INSTRUCTIONS TO FOLLOW: Each line of the listing that includes the string "SourceConfig" needs to be located and copied.
═══ RECORDED DATA
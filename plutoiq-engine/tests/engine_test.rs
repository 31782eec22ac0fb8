use std::thread::{self, JoinHandle};
use std::time::Duration;

use plutoiq_engine::{Engine, IqSource, SimContext};
use plutoiq_messages::{Command, Event, Hertz, SourceConfig, TunerGain};

// Test helpers to reduce boilerplate

fn sim_config() -> SourceConfig {
    SourceConfig {
        endpoint: "sim:".into(),
        sample_rate: Hertz::mhz(2),
        frequency: Hertz::mhz(100),
        gain: TunerGain::Auto,
        block_length: 8192,
        agc_mode: false,
    }
}

fn setup_engine(
    config: SourceConfig,
) -> (
    flume::Sender<Command>,
    flume::Receiver<Event>,
    JoinHandle<anyhow::Result<()>>,
) {
    let _ = env_logger::builder().is_test(true).try_init();
    let (cmd_tx, cmd_rx) = flume::unbounded::<Command>();
    let (event_tx, event_rx) = flume::unbounded::<Event>();

    let handle = thread::spawn(move || {
        let engine = Engine::new(cmd_rx, event_tx, config);
        engine.run()
    });

    (cmd_tx, event_rx, handle)
}

fn teardown_engine(cmd_tx: flume::Sender<Command>, handle: JoinHandle<anyhow::Result<()>>) {
    cmd_tx.send(Command::Stop).unwrap();
    let result = handle.join().expect("Engine thread should not panic");
    assert!(result.is_ok(), "Engine should stop cleanly: {:?}", result);
}

fn next_snapshot(event_rx: &flume::Receiver<Event>) -> plutoiq_messages::SourceState {
    loop {
        match event_rx.recv_timeout(Duration::from_secs(2)) {
            Ok(Event::StateSnapshot(state)) => return state,
            Ok(Event::Samples(_)) => continue,
            Ok(Event::Error(e)) => panic!("Unexpected error event: {}", e),
            Err(e) => panic!("Failed to receive StateSnapshot: {:?}", e),
        }
    }
}

#[test]
fn test_engine_construction() {
    let (cmd_tx, cmd_rx) = flume::unbounded::<Command>();
    let (event_tx, event_rx) = flume::unbounded::<Event>();

    // Construct engine - should not open the device yet
    let _engine = Engine::new(cmd_rx, event_tx, sim_config());

    drop(cmd_tx);
    drop(event_rx);
}

#[test]
fn test_engine_sends_state_snapshot() {
    let (cmd_tx, event_rx, handle) = setup_engine(sim_config());

    let first_event = event_rx
        .recv_timeout(Duration::from_secs(2))
        .expect("Should receive StateSnapshot");

    match first_event {
        Event::StateSnapshot(state) => {
            assert_eq!(state.sample_rate, Hertz::mhz(2));
            assert_eq!(state.frequency, Hertz::mhz(100));
            assert_eq!(state.block_length, 8192);
            assert_eq!(state.gain_control_mode, "slow_attack");
        }
        other => panic!("First event should be StateSnapshot, got {:?}", other),
    }

    teardown_engine(cmd_tx, handle);
}

#[test]
fn test_engine_sends_sample_blocks() {
    let (cmd_tx, event_rx, handle) = setup_engine(sim_config());
    next_snapshot(&event_rx);

    for _ in 0..5 {
        match event_rx.recv_timeout(Duration::from_secs(2)) {
            Ok(Event::Samples(block)) => {
                assert_eq!(block.len(), 8192);
                // Quarter-rate tone from the simulator
                assert!((block[0].norm() - 1.0).abs() < 1e-6);
            }
            Ok(other) => panic!("Expected Samples, got {:?}", other),
            Err(e) => panic!("Failed to receive Samples: {:?}", e),
        }
    }

    teardown_engine(cmd_tx, handle);
}

#[test]
fn test_engine_reconfigure_restarts_stream() {
    let (cmd_tx, event_rx, handle) = setup_engine(sim_config());
    next_snapshot(&event_rx);

    let mut config = sim_config();
    config.frequency = Hertz::mhz(433);
    config.block_length = 4096;
    cmd_tx.send(Command::Reconfigure(config)).unwrap();

    let state = next_snapshot(&event_rx);
    assert_eq!(state.frequency, Hertz::mhz(433));
    assert_eq!(state.block_length, 4096);

    loop {
        match event_rx.recv_timeout(Duration::from_secs(2)) {
            Ok(Event::Samples(block)) if block.len() == 4096 => break,
            Ok(Event::Samples(_)) => continue,
            Ok(other) => panic!("Expected Samples, got {:?}", other),
            Err(e) => panic!("Failed to receive Samples: {:?}", e),
        }
    }

    teardown_engine(cmd_tx, handle);
}

#[test]
fn test_engine_reports_open_failure() {
    let mut config = sim_config();
    config.endpoint = "tcp:nowhere".into();
    let (_cmd_tx, event_rx, handle) = setup_engine(config);

    match event_rx.recv_timeout(Duration::from_secs(2)) {
        Ok(Event::Error(msg)) => assert!(msg.contains("tcp:nowhere"), "{}", msg),
        other => panic!("Expected Error event, got {:?}", other),
    }

    let result = handle.join().expect("Engine thread should not panic");
    assert!(result.is_err());
}

#[test]
fn test_engine_stops_when_commands_disconnect() {
    let (cmd_tx, event_rx, handle) = setup_engine(sim_config());
    next_snapshot(&event_rx);

    drop(cmd_tx);
    let result = handle.join();
    assert!(result.is_ok(), "Engine thread should not panic");
}

#[test]
fn test_engine_reports_stream_failure() {
    let _ = env_logger::builder().is_test(true).try_init();
    let (cmd_tx, cmd_rx) = flume::unbounded::<Command>();
    let (event_tx, event_rx) = flume::unbounded::<Event>();

    let handle = thread::spawn(move || {
        let engine = Engine::with_connector(cmd_rx, event_tx, sim_config(), |config| {
            let ctx = SimContext::new().unpaced().fail_refill_after(3);
            let mut source = IqSource::with_context(Box::new(ctx));
            source.configure(config)?;
            Ok(source)
        });
        engine.run()
    });

    next_snapshot(&event_rx);
    let mut blocks = 0;
    loop {
        match event_rx.recv_timeout(Duration::from_secs(2)) {
            Ok(Event::Samples(block)) => {
                assert_eq!(block.len(), 8192);
                blocks += 1;
            }
            Ok(Event::Error(msg)) => {
                assert_eq!(msg, "iio_buffer_refill failed");
                break;
            }
            Ok(other) => panic!("Expected Samples or Error, got {:?}", other),
            Err(e) => panic!("Stream failure was not reported: {:?}", e),
        }
    }
    assert_eq!(blocks, 3);

    // The engine ends on its own, without a Stop command.
    let result = handle.join().expect("Engine thread should not panic");
    let err = result.expect_err("Engine should return the stream failure");
    assert_eq!(err.to_string(), "iio_buffer_refill failed");
    drop(cmd_tx);
}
══════
RESULT BELOW:
use plutoiq_messages::{Command, Event, Hertz, SourceConfig, TunerGain};
fn sim_config() -> SourceConfig {
    SourceConfig {
    config: SourceConfig,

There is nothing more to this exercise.